Thinking locally, acting locally
Konjyosom Rural Municpality is just 30km south of the Ring Road, but it might as well be the remotest village in the mountains of far-western Nepal.
Schools are dilapidated, the health post has no staff. Despite its proximity to the capital, Southern Lalitpur’s development indicators are much lower than the national average.
Jets fly overhead one after another on their final approach into Kathmandu airport, but here on the ground the road disappears in a pall of dust. In the rainy season the road is so muddy it is safer just to walk.
“We have a choice of breathing dust or being knee-deep in mud, it takes nearly four hours to reach the city,” says resident Pitambar Humagain, pointing out into the haze in the general direction of Kathmandu.

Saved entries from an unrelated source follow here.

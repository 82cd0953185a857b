//! Headless view model of the employee form, list and lookup panel.
//!
//! Holds what a front end binds to (form fields, the loaded list, inline
//! edit and lookup state, busy flags) and turns user actions into store
//! calls. Dialogs go through [`Prompt`]; rendering is left to the caller.

use chrono::NaiveDate;
use shared::{EmployeeRecord, NewEmployee, PickerSelection};

use crate::ClientError;
use crate::resolver::Resolution;
use crate::service::{DirectoryService, ListService};
use crate::store::EmployeeStore;

pub const MSG_LOAD_FAILED: &str = "Failed to load employees. See console for details.";
pub const MSG_ADD_FAILED: &str = "Failed to add employee. See console for details.";
pub const MSG_UPDATE_FAILED: &str = "Failed to update employee. See console for details.";
pub const MSG_DELETE_FAILED: &str = "Failed to delete employee. See console for details.";
pub const MSG_LOOKUP_FAILED: &str = "Lookup failed. See console for details.";
pub const MSG_NOT_FOUND: &str = "No employee found with that EmployeeID.";
pub const MSG_CONFIRM_DELETE: &str = "Are you sure you want to delete this employee?";

/// Blocking dialogs
pub trait Prompt {
    fn alert(&self, message: &str);
    fn confirm(&self, message: &str) -> bool;
}

/// What a board action ended in
#[derive(Debug, Clone, Copy, PartialEq, Eq)]
pub enum Outcome {
    Done,
    /// Rejected by validation before any request
    Invalid,
    /// The store call failed; state was kept for a retry
    Failed,
    /// The user declined, or there was nothing to do
    Cancelled,
    /// Another save is in progress
    Busy,
    NotFound,
}

/// Add form fields
#[derive(Debug, Clone, Default, PartialEq)]
pub struct EmployeeForm {
    /// Leave blank to auto-generate
    pub employee_id: String,
    pub name: String,
    pub department: String,
    pub email: String,
    pub date_of_joining: Option<NaiveDate>,
    pub selected_people: Vec<PickerSelection>,
}

impl EmployeeForm {
    pub fn to_new_employee(&self) -> NewEmployee {
        NewEmployee {
            employee_id: Some(self.employee_id.clone()).filter(|v| !v.trim().is_empty()),
            name: self.name.clone(),
            department: self.department.clone(),
            email: self.email.clone(),
            date_of_joining: self.date_of_joining,
        }
    }

    /// The picker is single-select; only the first entry counts
    pub fn selection(&self) -> Option<PickerSelection> {
        self.selected_people.first().cloned()
    }

    /// `Selected:` line for the picker
    pub fn selected_summary(&self) -> String {
        self.selected_people
            .iter()
            .enumerate()
            .map(|(i, p)| p.label().map(str::to_string).unwrap_or_else(|| format!("user{}", i)))
            .collect::<Vec<_>>()
            .join(", ")
    }
}

/// Department being edited inline
#[derive(Debug, Clone, PartialEq, Eq)]
pub struct EditState {
    pub id: i64,
    pub department: String,
}

pub struct EmployeeBoard<L, D, P> {
    store: EmployeeStore<L, D>,
    prompt: P,
    form: EmployeeForm,
    employees: Vec<EmployeeRecord>,
    loading: bool,
    saving: bool,
    editing: Option<EditState>,
    lookup_id: String,
    lookup_result: Option<EmployeeRecord>,
    last_person: Resolution,
}

impl<L: ListService, D: DirectoryService, P: Prompt> EmployeeBoard<L, D, P> {
    pub fn new(store: EmployeeStore<L, D>, prompt: P) -> Self {
        Self {
            store,
            prompt,
            form: EmployeeForm::default(),
            employees: Vec::new(),
            loading: false,
            saving: false,
            editing: None,
            lookup_id: String::new(),
            lookup_result: None,
            last_person: Resolution::Unselected,
        }
    }

    // ========== Accessors ==========

    pub fn store(&self) -> &EmployeeStore<L, D> {
        &self.store
    }

    pub fn prompt(&self) -> &P {
        &self.prompt
    }

    pub fn form(&self) -> &EmployeeForm {
        &self.form
    }

    pub fn form_mut(&mut self) -> &mut EmployeeForm {
        &mut self.form
    }

    pub fn employees(&self) -> &[EmployeeRecord] {
        &self.employees
    }

    pub fn is_loading(&self) -> bool {
        self.loading
    }

    pub fn is_saving(&self) -> bool {
        self.saving
    }

    pub fn editing(&self) -> Option<&EditState> {
        self.editing.as_ref()
    }

    pub fn lookup_id(&self) -> &str {
        &self.lookup_id
    }

    pub fn lookup_result(&self) -> Option<&EmployeeRecord> {
        self.lookup_result.as_ref()
    }

    /// Person field state of the last add
    pub fn last_person(&self) -> &Resolution {
        &self.last_person
    }

    // ========== List ==========

    /// Reload the list; on failure the current rows stay on screen
    pub async fn load(&mut self) -> Outcome {
        self.loading = true;
        let outcome = match self.store.list().await {
            Ok(records) => {
                self.employees = records;
                Outcome::Done
            }
            Err(_) => {
                self.prompt.alert(MSG_LOAD_FAILED);
                Outcome::Failed
            }
        };
        self.loading = false;
        outcome
    }

    /// Take the refreshed snapshot, or report that the refresh failed
    fn apply_reload(&mut self, reload_error: Option<ClientError>) {
        match reload_error {
            None => self.employees = self.store.snapshot(),
            Some(_) => self.prompt.alert(MSG_LOAD_FAILED),
        }
    }

    // ========== Add ==========

    /// Picker change: keep the selection and prefill empty name/email
    pub fn select_people(&mut self, items: Vec<PickerSelection>) {
        if let Some(first) = items.first() {
            if self.form.name.is_empty()
                && let Some(text) = first.text.as_deref()
            {
                self.form.name = text.to_string();
            }
            if self.form.email.is_empty()
                && let Some(email) = first.email_hint()
            {
                self.form.email = email.to_string();
            }
        }
        tracing::debug!(count = items.len(), "People picker selection changed");
        self.form.selected_people = items;
    }

    pub fn reset_form(&mut self) {
        self.form = EmployeeForm::default();
    }

    /// Submit the add form.
    ///
    /// Success clears the form; any failure keeps it for a retry.
    pub async fn add(&mut self) -> Outcome {
        if self.saving {
            return Outcome::Busy;
        }

        let draft = match self.store.prepare(&self.form.to_new_employee()) {
            Ok(draft) => draft,
            Err(e) => {
                self.prompt.alert(&e.to_string());
                return Outcome::Invalid;
            }
        };

        self.saving = true;
        let result = self.store.add_draft(draft, self.form.selection()).await;
        self.saving = false;

        match result {
            Ok(mutation) => {
                self.last_person = mutation.value.person;
                self.reset_form();
                self.apply_reload(mutation.reload_error);
                Outcome::Done
            }
            Err(_) => {
                self.prompt.alert(MSG_ADD_FAILED);
                Outcome::Failed
            }
        }
    }

    // ========== Edit ==========

    /// Enter inline edit for a loaded row
    pub fn start_edit(&mut self, id: i64) -> Outcome {
        match self.employees.iter().find(|e| e.id == id) {
            Some(record) => {
                self.editing = Some(EditState {
                    id,
                    department: record.department.clone().unwrap_or_default(),
                });
                Outcome::Done
            }
            None => Outcome::NotFound,
        }
    }

    pub fn set_edit_department(&mut self, department: impl Into<String>) {
        if let Some(edit) = self.editing.as_mut() {
            edit.department = department.into();
        }
    }

    pub fn cancel_edit(&mut self) {
        self.editing = None;
    }

    /// Save the inline edit; the draft survives a failure
    pub async fn save_edit(&mut self) -> Outcome {
        if self.saving {
            return Outcome::Busy;
        }
        let Some(edit) = self.editing.clone() else {
            return Outcome::Cancelled;
        };

        self.saving = true;
        let result = self.store.update(edit.id, &edit.department).await;
        self.saving = false;

        match result {
            Ok(mutation) => {
                self.editing = None;
                self.apply_reload(mutation.reload_error);
                Outcome::Done
            }
            Err(e) if e.is_validation() => {
                self.prompt.alert(&e.to_string());
                Outcome::Invalid
            }
            Err(_) => {
                self.prompt.alert(MSG_UPDATE_FAILED);
                Outcome::Failed
            }
        }
    }

    // ========== Delete ==========

    pub async fn delete(&mut self, id: i64) -> Outcome {
        if self.saving {
            return Outcome::Busy;
        }
        if !self.prompt.confirm(MSG_CONFIRM_DELETE) {
            return Outcome::Cancelled;
        }

        self.saving = true;
        let result = self.store.delete(id).await;
        self.saving = false;

        match result {
            Ok(mutation) => {
                self.apply_reload(mutation.reload_error);
                Outcome::Done
            }
            Err(_) => {
                self.prompt.alert(MSG_DELETE_FAILED);
                Outcome::Failed
            }
        }
    }

    // ========== Lookup ==========

    pub fn set_lookup_id(&mut self, value: impl Into<String>) {
        self.lookup_id = value.into();
    }

    pub fn clear_lookup(&mut self) {
        self.lookup_id.clear();
        self.lookup_result = None;
    }

    /// Fetch the record whose business identifier is the lookup value
    pub async fn lookup(&mut self) -> Outcome {
        if self.lookup_id.trim().is_empty() {
            self.prompt.alert(shared::validation::MSG_EMPTY_LOOKUP);
            return Outcome::Invalid;
        }

        self.loading = true;
        self.lookup_result = None;
        let result = self.store.find_by_business_id(&self.lookup_id).await;
        self.loading = false;

        match result {
            Ok(Some(record)) => {
                self.lookup_result = Some(record);
                Outcome::Done
            }
            Ok(None) => {
                self.prompt.alert(MSG_NOT_FOUND);
                Outcome::NotFound
            }
            Err(_) => {
                self.prompt.alert(MSG_LOOKUP_FAILED);
                Outcome::Failed
            }
        }
    }
}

There is just one health post, but it has no doctor and no equipment. It has no patients either — they have to be carried to Patan Hospital for even minor ailments. Schools are in such a poor state that parents have migrated to the city so their children get a proper education.
The villages are emptying, more than 150 families from just Sankhu village have moved out in recent years, leaving locked up houses and fallow terrace fields.
“Life is so difficult, there are no jobs and we are not educated, so families are migrating out because they do not want their children to suffer the same fate,” says Manju Ghimire, weeding her maize patch.
Fifteen years ago, the only school in the village of Silinge had 65 students in a primary class. Now, there are barely 30 elementary school students and only two teachers.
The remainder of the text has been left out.